### GIVEN MATERIAL:
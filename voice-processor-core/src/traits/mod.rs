pub mod audio_device;
pub mod output_device;
pub mod session_observer;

### TO DO:
Set down the full listing. Keep every line exact.

### REPLY TO THE EXERCISE:
filename voice-processor-core/src/traits/mod.rs
pub mod audio_device;
pub mod output_device;
pub mod session_observer;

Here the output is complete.